Gossamer Forum
Home : Products : Links 2.0 : Customization :

AutoKill Bad Links Mod for nph-verify

Quote Reply
AutoKill Bad Links Mod for nph-verify
 
Here's a mod you can run thru cron to autokill any 404 or 403, etc. file not found links in the database.

I've tried it a bit, and it looks like it 90% works. I havent really been able to test it much, but I was hoping someone would be able to get it in 100% working order. Please mail me if you do get it working 100%!!

In nph-verify.cgi:

in sub verify_links, just add a few entries to the variables:

sub verify_links {
# -----------------------------------------------------

use strict;
use vars qw(%urls %code %msg $method $db_url $db_key_pos $db_key $db_script_url $db_file_name $dbj @dblines);


now, in validator.pm add the following in the failure category, so it looks like this:

sub on_failure {
# ---------------------------------------------------------------
# Get's called whenever we fail right away.
#
my ($self, $request, $response, $entry) = @_;
if ($response) {
my $url = $request->url;
my $id = $main::urls{$url};
my $code = $response->code;
my $msg = $response->message;
chomp ($msg); chomp ($url);

$main::code{$url} = $code;
$main::msg {$url} = $msg;





# autokill code

@dblines = <DB>;
close(DB);

foreach ($dbj = 0;$dbj <= @dblines;$dbj++) {
if ($dblines[$dbj] =~ /$id|/) {
splice(@dblines, $dbj, 1);
$dbj -= 1;
}
}

open (DB, "<$db_file_name") or &cgierr("error in delete_records. unable to open db file: $db_file_name.\nReason: $!");
flock(DB, 2);
print DB @dblines;
close(DB);
open (DB, "<$db_file_name") or &cgierr("error in delete_records. unable to open db file: $db_file_name.\nReason: $!");
flock(DB, 2);
### end autokill


Now, I have to make sure you know there are some errors with this - but I cant see where.

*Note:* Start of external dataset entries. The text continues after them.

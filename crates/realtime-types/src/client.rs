//! Outbound frames sent to the backend.

use base64::Engine;
use serde::{Deserialize, Serialize};

#[derive(Debug, Clone, Serialize, Deserialize, PartialEq)]
#[serde(tag = "type")]
pub enum ClientEvent {
    #[serde(rename = "session.update")]
    SessionUpdate(SessionUpdateEvent),
    #[serde(rename = "input_audio_buffer.append")]
    InputAudioBufferAppend(InputAudioBufferAppendEvent),
    #[serde(rename = "conversation.item.create")]
    ConversationItemCreate(ConversationItemCreateEvent),
    #[serde(rename = "conversation.item.truncate")]
    ConversationItemTruncate(ConversationItemTruncateEvent),
    #[serde(rename = "response.create")]
    ResponseCreate(ResponseCreateEvent),
    #[serde(rename = "response.cancel")]
    ResponseCancel(ResponseCancelEvent),
}

impl ClientEvent {
    pub fn session_update(session: SessionConfig) -> Self {
        ClientEvent::SessionUpdate(SessionUpdateEvent {
            event_id: None,
            session,
        })
    }

    /// Raw PCM16 microphone audio, base64 encoded for the wire.
    pub fn audio_append(pcm: &[u8]) -> Self {
        ClientEvent::InputAudioBufferAppend(InputAudioBufferAppendEvent {
            event_id: None,
            audio: base64::engine::general_purpose::STANDARD.encode(pcm),
        })
    }

    pub fn user_text(text: impl Into<String>) -> Self {
        Self::item(Item::Message {
            role: Role::User,
            content: vec![ContentPart::InputText { text: text.into() }],
        })
    }

    /// Injects an image as user context. `image_url` is usually a `data:` URL.
    pub fn user_image(image_url: impl Into<String>) -> Self {
        Self::item(Item::Message {
            role: Role::User,
            content: vec![ContentPart::InputImage {
                image_url: image_url.into(),
            }],
        })
    }

    pub fn function_call_output(call_id: impl Into<String>, output: impl Into<String>) -> Self {
        Self::item(Item::FunctionCallOutput {
            call_id: call_id.into(),
            output: output.into(),
        })
    }

    pub fn truncate(item_id: impl Into<String>, audio_end_ms: u64) -> Self {
        ClientEvent::ConversationItemTruncate(ConversationItemTruncateEvent {
            event_id: None,
            item_id: item_id.into(),
            content_index: 0,
            audio_end_ms,
        })
    }

    pub fn response_create() -> Self {
        ClientEvent::ResponseCreate(ResponseCreateEvent::default())
    }

    pub fn response_cancel() -> Self {
        ClientEvent::ResponseCancel(ResponseCancelEvent::default())
    }

    fn item(item: Item) -> Self {
        ClientEvent::ConversationItemCreate(ConversationItemCreateEvent {
            event_id: None,
            item,
        })
    }

    /// The wire `type` tag of this frame.
    pub fn kind(&self) -> &'static str {
        match self {
            ClientEvent::SessionUpdate(_) => "session.update",
            ClientEvent::InputAudioBufferAppend(_) => "input_audio_buffer.append",
            ClientEvent::ConversationItemCreate(_) => "conversation.item.create",
            ClientEvent::ConversationItemTruncate(_) => "conversation.item.truncate",
            ClientEvent::ResponseCreate(_) => "response.create",
            ClientEvent::ResponseCancel(_) => "response.cancel",
        }
    }
}

#[derive(Debug, Clone, Serialize, Deserialize, PartialEq)]
pub struct SessionUpdateEvent {
    #[serde(skip_serializing_if = "Option::is_none")]
    pub event_id: Option<String>,
    pub session: SessionConfig,
}

#[derive(Debug, Clone, Serialize, Deserialize, PartialEq)]
pub struct SessionConfig {
    pub modalities: Vec<String>,
    #[serde(skip_serializing_if = "Option::is_none")]
    pub instructions: Option<String>,
    pub voice: String,
    #[serde(skip_serializing_if = "Option::is_none")]
    pub speed: Option<f32>,
    pub temperature: f32,
    pub input_audio_format: String,
    pub output_audio_format: String,
    #[serde(skip_serializing_if = "Option::is_none")]
    pub input_audio_transcription: Option<InputAudioTranscription>,
    #[serde(skip_serializing_if = "Option::is_none")]
    pub turn_detection: Option<TurnDetection>,
    #[serde(default)]
    pub tools: Vec<serde_json::Value>,
    pub tool_choice: String,
}

#[derive(Debug, Clone, Serialize, Deserialize, PartialEq)]
pub struct InputAudioTranscription {
    pub model: String,
    #[serde(skip_serializing_if = "Option::is_none")]
    pub language: Option<String>,
    #[serde(skip_serializing_if = "Option::is_none")]
    pub prompt: Option<String>,
}

#[derive(Debug, Clone, Serialize, Deserialize, PartialEq)]
#[serde(tag = "type", rename_all = "snake_case")]
pub enum TurnDetection {
    ServerVad {
        threshold: f32,
        prefix_padding_ms: u32,
        silence_duration_ms: u32,
        create_response: bool,
        interrupt_response: bool,
    },
}

#[derive(Debug, Clone, Serialize, Deserialize, PartialEq)]
pub struct InputAudioBufferAppendEvent {
    #[serde(skip_serializing_if = "Option::is_none")]
    pub event_id: Option<String>,
    pub audio: String,
}

#[derive(Debug, Clone, Serialize, Deserialize, PartialEq)]
pub struct ConversationItemCreateEvent {
    #[serde(skip_serializing_if = "Option::is_none")]
    pub event_id: Option<String>,
    pub item: Item,
}

#[derive(Debug, Clone, Serialize, Deserialize, PartialEq)]
#[serde(tag = "type", rename_all = "snake_case")]
pub enum Item {
    Message {
        role: Role,
        content: Vec<ContentPart>,
    },
    FunctionCallOutput {
        call_id: String,
        output: String,
    },
}

#[derive(Debug, Clone, Copy, Serialize, Deserialize, PartialEq, Eq)]
#[serde(rename_all = "lowercase")]
pub enum Role {
    User,
    Assistant,
    System,
}

#[derive(Debug, Clone, Serialize, Deserialize, PartialEq)]
#[serde(tag = "type", rename_all = "snake_case")]
pub enum ContentPart {
    InputText { text: String },
    InputImage { image_url: String },
}

#[derive(Debug, Clone, Serialize, Deserialize, PartialEq)]
pub struct ConversationItemTruncateEvent {
    #[serde(skip_serializing_if = "Option::is_none")]
    pub event_id: Option<String>,
    pub item_id: String,
    pub content_index: u32,
    pub audio_end_ms: u64,
}

#[derive(Debug, Clone, Default, Serialize, Deserialize, PartialEq)]
pub struct ResponseCreateEvent {
    #[serde(skip_serializing_if = "Option::is_none")]
    pub event_id: Option<String>,
}

#[derive(Debug, Clone, Default, Serialize, Deserialize, PartialEq)]
pub struct ResponseCancelEvent {
    #[serde(skip_serializing_if = "Option::is_none")]
    pub event_id: Option<String>,
}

That's basically why I'm posting it. I'm not currently sure by looking at it whether it is working 100% or not. ie. this is completely alpha code - just wanted to make that clear.


Quote Reply
Re: AutoKill Bad Links Mod for nph-verify In reply to
Nice Mod...Haven't tested it...yet.

One suggestion (if I may)...I would suggest rather than automatically killing the link, that the link is taken out of the production database (links.db) and put into a temporary holding file (check.db) similar to what Bmxer is working on in terms of putting links on hold (for advertising/marketing purposes). Of course, this would increase the time frame for executing the nph-verify.cgi (but done through Cron, it would work just fine).

Rather than automatically deleting the link, it would be nice to have a method of manually checking the links deleted or at least have the links available to look at later. But in terms of pulling the links out of the production database (live), I like that a lot.

Great job!

Regards,

------------------
Eliot Lee
Anthro TECH,L.L.C
www.anthrotech.com
----------------------


Quote Reply
Re: AutoKill Bad Links Mod for nph-verify In reply to
 
Ya, the point is - I dont want to have to go through each 404 File Not Found link and manually delete it....

I've got a few thousand links and I always have to put a day aside just to verify and delete the bad links...

It's just good to do it automagically... like Yahoo, ie. has a crawler that goes thru all the links. If it finds a 404 in its databse, it just gets wiped out...
Quote Reply
Re: AutoKill Bad Links Mod for nph-verify In reply to
Hmmm,

is this the latest info?

1) Do you have found the last 10% ?
2) I can't understand: You kill only the
4xx messages, correct?

Another thing:
A autokill feature for *exaktly* same URLs. Any ideas?

(It should work for databases with 100.000 entries.

Martin Ebert